AIM OF THE TASK →
Restating the records exactly is the whole task.

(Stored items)

___

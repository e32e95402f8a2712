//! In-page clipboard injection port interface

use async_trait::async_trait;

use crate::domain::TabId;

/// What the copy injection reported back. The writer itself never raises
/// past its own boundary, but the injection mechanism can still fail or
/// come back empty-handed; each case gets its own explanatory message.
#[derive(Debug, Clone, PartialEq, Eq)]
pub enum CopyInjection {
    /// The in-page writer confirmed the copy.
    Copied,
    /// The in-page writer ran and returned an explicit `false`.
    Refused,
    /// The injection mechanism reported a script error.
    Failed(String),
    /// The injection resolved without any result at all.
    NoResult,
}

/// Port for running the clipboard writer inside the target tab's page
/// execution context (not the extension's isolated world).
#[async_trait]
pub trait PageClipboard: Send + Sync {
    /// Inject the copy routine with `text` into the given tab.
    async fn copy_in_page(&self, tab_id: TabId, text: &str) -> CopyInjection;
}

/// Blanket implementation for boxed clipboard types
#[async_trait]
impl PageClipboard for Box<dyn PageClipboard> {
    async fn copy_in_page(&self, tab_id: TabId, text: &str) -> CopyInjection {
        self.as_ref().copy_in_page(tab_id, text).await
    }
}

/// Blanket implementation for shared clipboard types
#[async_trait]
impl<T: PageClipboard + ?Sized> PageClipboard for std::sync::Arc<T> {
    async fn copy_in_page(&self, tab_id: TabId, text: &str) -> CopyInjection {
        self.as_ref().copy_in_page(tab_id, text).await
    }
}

___

SOLUTION TO THIS EXERCISE →
repository e32e95402f8a2712
//! In-page clipboard injection port interface

use async_trait::async_trait;

use crate::domain::TabId;

/// What the copy injection reported back. The writer itself never raises
/// past its own boundary, but the injection mechanism can still fail or
/// come back empty-handed; each case gets its own explanatory message.
#[derive(Debug, Clone, PartialEq, Eq)]
pub enum CopyInjection {
    /// The in-page writer confirmed the copy.
    Copied,
    /// The in-page writer ran and returned an explicit `false`.
    Refused,
    /// The injection mechanism reported a script error.
    Failed(String),
    /// The injection resolved without any result at all.
    NoResult,
}

/// Port for running the clipboard writer inside the target tab's page
/// execution context (not the extension's isolated world).
#[async_trait]
pub trait PageClipboard: Send + Sync {
    /// Inject the copy routine with `text` into the given tab.
    async fn copy_in_page(&self, tab_id: TabId, text: &str) -> CopyInjection;
}

/// Blanket implementation for boxed clipboard types
#[async_trait]
impl PageClipboard for Box<dyn PageClipboard> {
    async fn copy_in_page(&self, tab_id: TabId, text: &str) -> CopyInjection {
        self.as_ref().copy_in_page(tab_id, text).await
    }
}

/// Blanket implementation for shared clipboard types
#[async_trait]
impl<T: PageClipboard + ?Sized> PageClipboard for std::sync::Arc<T> {
    async fn copy_in_page(&self, tab_id: TabId, text: &str) -> CopyInjection {
        self.as_ref().copy_in_page(tab_id, text).await
    }
}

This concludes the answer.